Nope, still seem to be running out of disk space.
e
Is Heroku Postgres your target database?
k
Nope, it's the tap. The target is Snowflake.
e
Gotcha... that is tough. I build the above time_based_sync to deal with a similar problem. It might work for you as well
k
Heroku PostgreSQL has a ridiculously small amount of temp file space, it runs out with only 30,000 rows! In order to do my initial import, I've decided to run on my laptop with a downloaded copy of the production database.
It feels like your branch should have worked for me, although the number of rows per time period grows a lot over the 6 years of data.

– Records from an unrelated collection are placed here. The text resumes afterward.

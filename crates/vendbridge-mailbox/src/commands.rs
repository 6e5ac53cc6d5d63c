//! Dispense command queue backed by a directory.
//!
//! # Delivery Semantics
//!
//! - **Ordered**: [`CommandQueue::pending`] sorts entries by modification
//!   time, then by file name, instead of trusting directory order.
//! - **At-least-once**: a file stays on disk until it is acknowledged. A
//!   daemon that dies mid-dispense sees the same command again on restart.
//! - **Explicit acknowledgment**: [`CommandQueue::ack`] deletes an executed
//!   command, [`CommandQueue::reject`] deletes one that will never run. No
//!   other state is ever written back.
//!
//! # Example
//!
//! ```no_run
//! use vendbridge_core::{DispenseCommand, ProductType};
//! use vendbridge_mailbox::CommandQueue;
//!
//! # fn example() -> vendbridge_mailbox::MailboxResult<()> {
//! let queue = CommandQueue::new("dispense_commands");
//! queue.submit(&DispenseCommand::new("1700000000000", ProductType::Pad))?;
//!
//! for entry in queue.pending()? {
//!     match queue.load(&entry) {
//!         Ok(command) => println!("{} -> {}", entry.file_name(), command.product_type),
//!         Err(e) if e.is_rejection() => { queue.reject(&entry)?; }
//!         Err(e) => return Err(e),
//!     }
//! }
//! # Ok(())
//! # }
//! ```

use std::fs;
use std::io::ErrorKind;
use std::path::{Path, PathBuf};
use std::time::SystemTime;

use serde_json::Value;
use tracing::{debug, info};

use crate::atomic::write_json_atomic;
use crate::error::{MailboxError, MailboxResult};
use vendbridge_core::constants::{COMMAND_FILE_PREFIX, RECORD_EXTENSION, command_file_name};
use vendbridge_core::{CommandStatus, DispenseCommand, ProductType};

/// A command file waiting in the queue.
#[derive(Debug, Clone, PartialEq, Eq)]
pub struct QueueEntry {
    path: PathBuf,
    file_name: String,
    modified: SystemTime,
}

impl QueueEntry {
    pub fn path(&self) -> &Path {
        &self.path
    }

    pub fn file_name(&self) -> &str {
        &self.file_name
    }

    /// Modification time used for ordering.
    pub fn modified(&self) -> SystemTime {
        self.modified
    }

    /// Id encoded in the file name (`dispense_<id>.json`).
    pub fn file_id(&self) -> &str {
        self.file_name
            .strip_prefix(COMMAND_FILE_PREFIX)
            .and_then(|rest| rest.strip_suffix(RECORD_EXTENSION))
            .unwrap_or(&self.file_name)
    }
}

/// Directory of pending `dispense_*.json` files.
#[derive(Debug, Clone)]
pub struct CommandQueue {
    dir: PathBuf,
}

impl CommandQueue {
    pub fn new(dir: impl Into<PathBuf>) -> Self {
        Self { dir: dir.into() }
    }

    pub fn dir(&self) -> &Path {
        &self.dir
    }

    /// List pending commands, oldest first.
    ///
    /// Files that vanish between listing and inspection are skipped.
    ///
    /// # Errors
    ///
    /// Returns `MailboxError::Io` if the directory cannot be read.
    pub fn pending(&self) -> MailboxResult<Vec<QueueEntry>> {
        let read_dir = fs::read_dir(&self.dir).map_err(|e| MailboxError::io(&self.dir, e))?;
        let mut entries = Vec::new();

        for item in read_dir {
            let item = item.map_err(|e| MailboxError::io(&self.dir, e))?;
            let Some(file_name) = item.file_name().to_str().map(str::to_owned) else {
                continue;
            };
            if !is_command_file(&file_name) {
                continue;
            }

            let metadata = match item.metadata() {
                Ok(metadata) => metadata,
                Err(e) if e.kind() == ErrorKind::NotFound => continue,
                Err(e) => return Err(MailboxError::io(item.path(), e)),
            };
            if !metadata.is_file() {
                continue;
            }

            entries.push(QueueEntry {
                path: item.path(),
                file_name,
                modified: metadata.modified().unwrap_or(SystemTime::UNIX_EPOCH),
            });
        }

        entries.sort_by(|a, b| {
            a.modified
                .cmp(&b.modified)
                .then_with(|| a.file_name.cmp(&b.file_name))
        });
        Ok(entries)
    }

    /// Read and validate one command.
    ///
    /// Decoding is lenient about everything except the product:
    /// `command_id` may be a string or a number (and falls back to the id in
    /// the file name), `timestamp` and `status` may be missing.
    ///
    /// # Errors
    ///
    /// - `MailboxError::Io` if the file cannot be read
    /// - `MailboxError::Parse` if the content is not a JSON object
    /// - `MailboxError::InvalidProductType` if `product_type` is missing or
    ///   not a product the dispenser carries
    pub fn load(&self, entry: &QueueEntry) -> MailboxResult<DispenseCommand> {
        let bytes = fs::read(&entry.path).map_err(|e| MailboxError::io(&entry.path, e))?;

        let value: Value = serde_json::from_slice(&bytes).map_err(|e| MailboxError::Parse {
            path: entry.path.clone(),
            message: e.to_string(),
        })?;
        let Value::Object(fields) = value else {
            return Err(MailboxError::Parse {
                path: entry.path.clone(),
                message: "expected a JSON object".to_string(),
            });
        };

        let product_value = fields.get("product_type").and_then(Value::as_str);
        let product_type = product_value
            .and_then(|raw| raw.parse::<ProductType>().ok())
            .ok_or_else(|| MailboxError::InvalidProductType {
                path: entry.path.clone(),
                value: fields.get("product_type").map(render_value),
            })?;

        let command_id = match fields.get("command_id") {
            Some(Value::String(id)) => id.clone(),
            Some(Value::Number(id)) => id.to_string(),
            _ => entry.file_id().to_string(),
        };

        let timestamp = fields
            .get("timestamp")
            .and_then(Value::as_str)
            .unwrap_or_default()
            .to_string();

        Ok(DispenseCommand {
            command_id,
            product_type,
            timestamp,
            status: CommandStatus::Pending,
        })
    }

    /// Delete an executed command.
    ///
    /// Returns `false` if the file was already gone.
    ///
    /// # Errors
    ///
    /// Returns `MailboxError::Io` if deletion fails for another reason.
    pub fn ack(&self, entry: &QueueEntry) -> MailboxResult<bool> {
        let removed = remove_if_present(&entry.path)?;
        if removed {
            info!(file = %entry.file_name, "Command acknowledged");
        } else {
            debug!(file = %entry.file_name, "Command already removed before ack");
        }
        Ok(removed)
    }

    /// Delete a command that will not be executed.
    ///
    /// Returns `false` if the file was already gone.
    ///
    /// # Errors
    ///
    /// Returns `MailboxError::Io` if deletion fails for another reason.
    pub fn reject(&self, entry: &QueueEntry) -> MailboxResult<bool> {
        let removed = remove_if_present(&entry.path)?;
        debug!(file = %entry.file_name, removed, "Command rejected");
        Ok(removed)
    }

    /// Enqueue a command atomically (consumer side of the protocol).
    ///
    /// # Errors
    ///
    /// Returns `MailboxError::Io` if the file cannot be written.
    pub fn submit(&self, command: &DispenseCommand) -> MailboxResult<PathBuf> {
        let path = self.dir.join(command_file_name(&command.command_id));
        write_json_atomic(&path, command)?;
        info!(
            command_id = %command.command_id,
            product = %command.product_type,
            "Command submitted"
        );
        Ok(path)
    }
}

fn is_command_file(name: &str) -> bool {
    name.starts_with(COMMAND_FILE_PREFIX) && name.ends_with(RECORD_EXTENSION)
}

fn render_value(value: &Value) -> String {
    match value {
        Value::String(s) => s.clone(),
        other => other.to_string(),
    }
}

fn remove_if_present(path: &Path) -> MailboxResult<bool> {
    match fs::remove_file(path) {
        Ok(()) => Ok(true),
        Err(e) if e.kind() == ErrorKind::NotFound => Ok(false),
        Err(e) => Err(MailboxError::io(path, e)),
    }
}
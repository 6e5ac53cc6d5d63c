//! Classification of inbound lines and rendering of outbound frames.
//!
//! # Examples
//!
//! ```
//! use vendbridge_core::ProductType;
//! use vendbridge_protocol::{InboundLine, OutboundFrame};
//!
//! assert_eq!(
//!     InboundLine::parse("CARDUID:04A1B2C3"),
//!     InboundLine::CardUid("04A1B2C3".to_string())
//! );
//!
//! let frame = OutboundFrame::Dispense(ProductType::Pad);
//! assert_eq!(frame.to_wire(), "DISPENSE:pad\n");
//! ```

use std::fmt;

use vendbridge_core::ProductType;
use vendbridge_core::constants::{
    PREFIX_CARD_UID, PREFIX_COMPLETE, PREFIX_DISPENSE, PREFIX_DISPENSING, PREFIX_ERROR,
    PREFIX_SYSTEM,
};

/// A decoded line received from the firmware.
///
/// Only [`InboundLine::CardUid`] changes bridge state; every other variant
/// is telemetry and is only logged.
#[derive(Debug, Clone, PartialEq, Eq)]
pub enum InboundLine {
    /// Card presented to the reader.
    CardUid(String),

    /// Informational message (`SYSTEM:`).
    System(String),

    /// Motor started for a product (`DISPENSING:`).
    Dispensing(String),

    /// Motor finished for a product (`COMPLETE:`).
    Complete(String),

    /// Firmware-side error report (`ERROR:`).
    FirmwareError(String),

    /// Anything else, including a `CARDUID:` line with no uid.
    Unrecognized(String),
}

impl InboundLine {
    /// Classify a line by its prefix.
    ///
    /// The line and its payload are trimmed. Prefix matching is
    /// case-sensitive, as emitted by the firmware.
    pub fn parse(line: &str) -> Self {
        let line = line.trim();

        if let Some(uid) = line.strip_prefix(PREFIX_CARD_UID) {
            let uid = uid.trim();
            if uid.is_empty() {
                return InboundLine::Unrecognized(line.to_string());
            }
            return InboundLine::CardUid(uid.to_string());
        }
        if let Some(msg) = line.strip_prefix(PREFIX_SYSTEM) {
            return InboundLine::System(msg.trim().to_string());
        }
        if let Some(product) = line.strip_prefix(PREFIX_DISPENSING) {
            return InboundLine::Dispensing(product.trim().to_string());
        }
        if let Some(product) = line.strip_prefix(PREFIX_COMPLETE) {
            return InboundLine::Complete(product.trim().to_string());
        }
        if let Some(msg) = line.strip_prefix(PREFIX_ERROR) {
            return InboundLine::FirmwareError(msg.trim().to_string());
        }
        InboundLine::Unrecognized(line.to_string())
    }

    /// Uid of a card event, if this line is one.
    pub fn card_uid(&self) -> Option<&str> {
        match self {
            InboundLine::CardUid(uid) => Some(uid),
            _ => None,
        }
    }
}

/// A request sent to the firmware.
#[derive(Debug, Clone, Copy, PartialEq, Eq)]
pub enum OutboundFrame {
    /// Run the motor for one product.
    Dispense(ProductType),
}

impl OutboundFrame {
    /// Render the frame exactly as written to the port, terminator included.
    pub fn to_wire(&self) -> String {
        format!("{self}\n")
    }
}

impl fmt::Display for OutboundFrame {
    fn fmt(&self, f: &mut fmt::Formatter<'_>) -> fmt::Result {
        match self {
            OutboundFrame::Dispense(product) => write!(f, "{PREFIX_DISPENSE}{product}"),
        }
    }
}
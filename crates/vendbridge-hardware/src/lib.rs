//! Serial link abstraction for the dispensing controller.
//!
//! The [`SerialLink`] trait is the only way the bridge talks to hardware:
//! it yields decoded text lines with a bounded wait and accepts outbound
//! frames. Two implementations exist:
//!
//! - [`SerialPortLink`](port::SerialPortLink): a real port opened through
//!   the `serialport` crate, read on a dedicated thread.
//! - [`MockSerial`](mock::MockSerial): a programmable link for tests and
//!   development without the device attached.
//!
//! [`AnySerialLink`](devices::AnySerialLink) wraps both for runtime choice.
//!
//! # Error Handling
//!
//! All operations return [`Result<T>`][error::Result] with
//! [`SerialError`]. Every serial error is fatal to the bridge; there is no
//! automatic reconnect.
//!
//! ```no_run
//! use vendbridge_core::BridgeConfig;
//! use vendbridge_hardware::port::SerialPortLink;
//! use vendbridge_hardware::traits::SerialLink;
//!
//! # async fn example() -> vendbridge_hardware::Result<()> {
//! let mut link = SerialPortLink::open(&BridgeConfig::new("/dev/ttyUSB0"))?;
//! while let Some(line) = link.read_line().await? {
//!     println!("{line}");
//! }
//! # Ok(())
//! # }
//! ```

pub mod devices;
pub mod error;
pub mod mock;
pub mod port;
pub mod traits;

pub use devices::AnySerialLink;
pub use error::{Result, SerialError};
pub use traits::SerialLink;
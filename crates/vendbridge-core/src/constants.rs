//! Core constants for the dispenser bridge.
//!
//! This module defines the wire prefixes, file naming rules and timing
//! defaults shared by every crate in the workspace. Runtime values are
//! carried by [`BridgeConfig`](crate::BridgeConfig); the constants here are
//! its defaults and the fixed parts of the protocol.
//!
//! # Serial Protocol
//!
//! The firmware speaks newline-terminated ASCII at a fixed baud rate:
//!
//! | Direction | Format | Meaning |
//! |-----------|--------|---------|
//! | in | `CARDUID:<uid>` | card scan event |
//! | in | `SYSTEM:<msg>` | informational |
//! | in | `DISPENSING:<product>` | telemetry |
//! | in | `COMPLETE:<product>` | telemetry |
//! | in | `ERROR:<msg>` | firmware error |
//! | out | `DISPENSE:<product>\n` | dispense request |
//!
//! # Mailbox Layout
//!
//! ```text
//! <base_dir>/
//! ├── card_scans/card_<8-hex>.json
//! ├── dispense_commands/dispense_<id>.json
//! └── card_reader_status.json
//! ```
//!
//! # Usage
//!
//! ```
//! use vendbridge_core::constants::*;
//!
//! assert_eq!(DEFAULT_BAUD_RATE, 9600);
//! assert_eq!(scan_file_name("0a1b2c3d"), "card_0a1b2c3d.json");
//! ```

use std::time::Duration;

// ============================================================================
// Serial Protocol
// ============================================================================

/// Baud rate of the dispensing controller.
pub const DEFAULT_BAUD_RATE: u32 = 9600;

/// Serial device used when none is configured.
pub const DEFAULT_SERIAL_PORT: &str = "/dev/ttyUSB0";

/// Prefix of a card scan event.
pub const PREFIX_CARD_UID: &str = "CARDUID:";

/// Prefix of an informational firmware message.
pub const PREFIX_SYSTEM: &str = "SYSTEM:";

/// Prefix of the firmware's "motor started" telemetry.
pub const PREFIX_DISPENSING: &str = "DISPENSING:";

/// Prefix of the firmware's "motor finished" telemetry.
pub const PREFIX_COMPLETE: &str = "COMPLETE:";

/// Prefix of a firmware-side error report.
pub const PREFIX_ERROR: &str = "ERROR:";

/// Prefix of the outbound dispense request.
pub const PREFIX_DISPENSE: &str = "DISPENSE:";

/// Line terminator used in both directions.
pub const LINE_TERMINATOR: u8 = b'\n';

/// Longest inbound line accepted before it is discarded as garbage.
pub const MAX_LINE_LENGTH: usize = 1024;

// ============================================================================
// Mailbox Layout
// ============================================================================

/// Directory receiving scan records, relative to the base directory.
pub const SCAN_DIR_NAME: &str = "card_scans";

/// Directory receiving dispense commands, relative to the base directory.
pub const COMMAND_DIR_NAME: &str = "dispense_commands";

/// Status file name, relative to the base directory.
pub const STATUS_FILE_NAME: &str = "card_reader_status.json";

/// File name prefix of scan records.
pub const SCAN_FILE_PREFIX: &str = "card_";

/// File name prefix of dispense commands.
pub const COMMAND_FILE_PREFIX: &str = "dispense_";

/// Extension of every published record.
pub const RECORD_EXTENSION: &str = ".json";

/// Suffix appended to a record path while it is being written.
pub const TEMP_SUFFIX: &str = ".tmp";

/// Length of a scan id in hex characters.
pub const SCAN_ID_LENGTH: usize = 8;

/// Build the file name of a scan record.
pub fn scan_file_name(scan_id: &str) -> String {
    format!("{SCAN_FILE_PREFIX}{scan_id}{RECORD_EXTENSION}")
}

/// Build the file name of a dispense command.
pub fn command_file_name(command_id: &str) -> String {
    format!("{COMMAND_FILE_PREFIX}{command_id}{RECORD_EXTENSION}")
}

// ============================================================================
// Timing
// ============================================================================

/// Upper bound on a single serial read inside the main loop.
pub const DEFAULT_READ_TIMEOUT: Duration = Duration::from_millis(100);

/// Minimum spacing between two command directory polls.
pub const DEFAULT_COMMAND_POLL_INTERVAL: Duration = Duration::from_millis(100);

/// Minimum spacing between two retention sweeps.
pub const DEFAULT_SWEEP_INTERVAL: Duration = Duration::from_secs(30);

/// Age after which a scan record is swept.
pub const DEFAULT_SCAN_RETENTION: Duration = Duration::from_secs(120);

/// Age after which a command file is swept.
pub const DEFAULT_COMMAND_RETENTION: Duration = Duration::from_secs(300);

/// Duration of one motor cycle.
///
/// A dispatched command is in flight for this long before its file is
/// acknowledged (deleted).
pub const DEFAULT_DWELL_TIME: Duration = Duration::from_secs(5);

/// Pause after a non-fatal error reaches the main loop.
pub const DEFAULT_ERROR_BACKOFF: Duration = Duration::from_secs(1);
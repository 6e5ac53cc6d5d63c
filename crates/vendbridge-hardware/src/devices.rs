//! Enum wrapper for serial link dispatch.
//!
//! Native `async fn` in traits (RPITIT) is not object-safe, so
//! `Box<dyn SerialLink>` is unavailable. [`AnySerialLink`] provides concrete
//! dispatch instead, letting the binary pick a real port or the mock at
//! runtime while the main loop stays generic.
//!
//! # Examples
//!
//! ```
//! use vendbridge_hardware::devices::AnySerialLink;
//! use vendbridge_hardware::mock::MockSerial;
//! use vendbridge_hardware::traits::SerialLink;
//!
//! let (link, _handle) = MockSerial::new();
//! let any_link = AnySerialLink::Mock(link);
//! assert_eq!(any_link.port_name(), "MOCK");
//! ```

use crate::Result;
use crate::mock::MockSerial;
use crate::port::SerialPortLink;
use crate::traits::SerialLink;
use vendbridge_protocol::OutboundFrame;

/// Enum wrapper for serial link dispatch.
#[derive(Debug)]
#[non_exhaustive]
pub enum AnySerialLink {
    /// Physical or virtual serial port.
    Port(SerialPortLink),

    /// Mock link for development and testing.
    Mock(MockSerial),
}

impl SerialLink for AnySerialLink {
    async fn read_line(&mut self) -> Result<Option<String>> {
        match self {
            Self::Port(link) => link.read_line().await,
            Self::Mock(link) => link.read_line().await,
        }
    }

    async fn write_frame(&mut self, frame: OutboundFrame) -> Result<()> {
        match self {
            Self::Port(link) => link.write_frame(frame).await,
            Self::Mock(link) => link.write_frame(frame).await,
        }
    }

    fn port_name(&self) -> &str {
        match self {
            Self::Port(link) => link.port_name(),
            Self::Mock(link) => link.port_name(),
        }
    }
}

impl From<SerialPortLink> for AnySerialLink {
    fn from(link: SerialPortLink) -> Self {
        Self::Port(link)
    }
}

impl From<MockSerial> for AnySerialLink {
    fn from(link: MockSerial) -> Self {
        Self::Mock(link)
    }
}
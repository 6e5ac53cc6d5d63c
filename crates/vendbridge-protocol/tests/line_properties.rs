//! Property tests for line framing and classification.
//!
//! Run with: cargo test --package vendbridge-protocol --test line_properties

use bytes::BytesMut;
use proptest::prelude::*;
use tokio_util::codec::Decoder;
use vendbridge_protocol::{InboundLine, LineCodec};

proptest! {
    /// Any printable uid survives framing and classification unchanged.
    #[test]
    fn card_uid_round_trips_through_codec(uid in "[0-9A-F]{4,20}") {
        let mut codec = LineCodec::new();
        let mut buffer = BytesMut::from(format!("CARDUID:{uid}\r\n").as_bytes());

        let line = codec.decode(&mut buffer).unwrap().unwrap();
        prop_assert_eq!(InboundLine::parse(&line), InboundLine::CardUid(uid));
    }

    /// Arbitrary bytes never make the decoder fail, and every emitted line
    /// is non-empty, trimmed and free of terminators.
    #[test]
    fn decoder_never_fails_on_noise(noise in proptest::collection::vec(any::<u8>(), 0..512)) {
        let mut codec = LineCodec::with_max_length(64);
        let mut buffer = BytesMut::from(&noise[..]);

        while let Some(line) = codec.decode(&mut buffer).unwrap() {
            prop_assert!(!line.is_empty());
            prop_assert_eq!(line.trim(), line.as_str());
            prop_assert!(!line.contains('\n'));
            prop_assert!(line.len() <= 64);
        }
    }

    /// Splitting the input at any point yields the same lines.
    #[test]
    fn chunk_boundaries_do_not_change_output(split in 0usize..40) {
        let input = b"SYSTEM:Ready\nCARDUID:DEADBEEF\nCOMPLETE:pad\n";
        let split = split.min(input.len());

        let mut codec = LineCodec::new();
        let mut buffer = BytesMut::from(&input[..split]);
        let mut lines = Vec::new();
        while let Some(line) = codec.decode(&mut buffer).unwrap() {
            lines.push(line);
        }
        buffer.extend_from_slice(&input[split..]);
        while let Some(line) = codec.decode(&mut buffer).unwrap() {
            lines.push(line);
        }

        prop_assert_eq!(lines, vec!["SYSTEM:Ready", "CARDUID:DEADBEEF", "COMPLETE:pad"]);
    }

    /// Classification never panics and only yields a card event for the
    /// exact `CARDUID:` prefix with a non-empty payload.
    #[test]
    fn parse_is_total(line in ".{0,80}") {
        if let InboundLine::CardUid(uid) = InboundLine::parse(&line) {
            prop_assert!(line.trim().starts_with("CARDUID:"));
            prop_assert!(!uid.is_empty());
        }
    }
}
//! File mailbox shared between the bridge and the consumer application.
//!
//! Both sides only ever exchange whole files inside a base directory:
//!
//! ```text
//! <base_dir>/
//! ├── card_scans/                 bridge writes, consumer reads
//! │   └── card_<scan_id>.json
//! ├── dispense_commands/          consumer writes, bridge reads and deletes
//! │   └── dispense_<id>.json
//! └── card_reader_status.json     bridge writes
//! ```
//!
//! # Components
//!
//! - [`ScanPublisher`] - one record per card event
//! - [`CommandQueue`] - ordered, at-least-once command intake
//! - [`StatusReporter`] - lifecycle status singleton
//! - [`RetentionSweeper`] - age-based cleanup of both directories
//!
//! Every write goes through [`atomic::write_json_atomic`], so a reader never
//! observes a partially written record.
//!
//! # Example
//!
//! ```no_run
//! use vendbridge_core::BridgeConfig;
//! use vendbridge_mailbox::Mailbox;
//!
//! # fn example() -> vendbridge_mailbox::MailboxResult<()> {
//! let mailbox = Mailbox::open(&BridgeConfig::new("/dev/ttyUSB0").base_dir("/srv/kiosk"))?;
//! let record = mailbox.scans.publish("04A1B2C3")?;
//! println!("published scan {}", record.scan_id);
//! # Ok(())
//! # }
//! ```

pub mod atomic;
pub mod commands;
pub mod error;
pub mod retention;
pub mod scans;
pub mod status;

use std::fs;

use tracing::debug;

use vendbridge_core::BridgeConfig;

pub use commands::{CommandQueue, QueueEntry};
pub use error::{MailboxError, MailboxResult};
pub use retention::{RetentionSweeper, SweepReport};
pub use scans::ScanPublisher;
pub use status::StatusReporter;

/// All mailbox endpoints for one base directory.
#[derive(Debug, Clone)]
pub struct Mailbox {
    pub scans: ScanPublisher,
    pub commands: CommandQueue,
    pub status: StatusReporter,
    pub sweeper: RetentionSweeper,
}

impl Mailbox {
    /// Build the endpoints described by `config` without touching the disk.
    pub fn new(config: &BridgeConfig) -> Self {
        Self {
            scans: ScanPublisher::new(config.scan_dir()),
            commands: CommandQueue::new(config.command_dir()),
            status: StatusReporter::new(config.status_file(), &config.serial_port),
            sweeper: RetentionSweeper::new(
                config.scan_dir(),
                config.command_dir(),
                config.scan_retention,
                config.command_retention,
            ),
        }
    }

    /// Build the endpoints and create both mailbox directories.
    ///
    /// # Errors
    ///
    /// Returns `MailboxError::Io` if a directory cannot be created.
    pub fn open(config: &BridgeConfig) -> MailboxResult<Self> {
        let mailbox = Self::new(config);
        mailbox.ensure_dirs()?;
        Ok(mailbox)
    }

    /// Create the scan and command directories if they are missing.
    ///
    /// # Errors
    ///
    /// Returns `MailboxError::Io` if a directory cannot be created.
    pub fn ensure_dirs(&self) -> MailboxResult<()> {
        for dir in [self.scans.dir(), self.commands.dir()] {
            fs::create_dir_all(dir).map_err(|e| MailboxError::io(dir, e))?;
            debug!(dir = %dir.display(), "Mailbox directory ready");
        }
        Ok(())
    }
}

#[cfg(test)]
mod tests {
    use super::*;

    #[test]
    fn test_open_creates_directories() {
        let root = tempfile::tempdir().unwrap();
        let config = BridgeConfig::new("COM3").base_dir(root.path().join("nested"));

        let mailbox = Mailbox::open(&config).unwrap();

        assert!(config.scan_dir().is_dir());
        assert!(config.command_dir().is_dir());
        assert_eq!(mailbox.status.path(), config.status_file());
        assert!(!config.status_file().exists());
    }

    #[test]
    fn test_open_is_idempotent() {
        let root = tempfile::tempdir().unwrap();
        let config = BridgeConfig::new("COM3").base_dir(root.path());

        Mailbox::open(&config).unwrap();
        Mailbox::open(&config).unwrap();
    }

    #[test]
    fn test_open_fails_when_base_is_a_file() {
        let root = tempfile::tempdir().unwrap();
        let base = root.path().join("occupied");
        fs::write(&base, "x").unwrap();

        let err = Mailbox::open(&BridgeConfig::new("COM3").base_dir(&base)).unwrap_err();
        assert!(matches!(err, MailboxError::Io { .. }));
    }
}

I'd still have to run the pipeline about 1000 times to get all the 100 million rows of data in anyway!
We used to use Stitch to pull this table successfully. I'm wondering how they got around it 🙂
I've made a similar branch that limits the number of rows selected, rather than restricting to a time period - it works better for my use-case and I can set it to one value for Heroku and another for my laptop, where 80 GB spare space still isn't enough.
For the benefit of anyone who might have found this thread, another probably easier way to reduce the disk space used is to set the
batch_size_rows
configuration on your target. Discovered this when investigating memory usage rather than disk, but it has the same effect.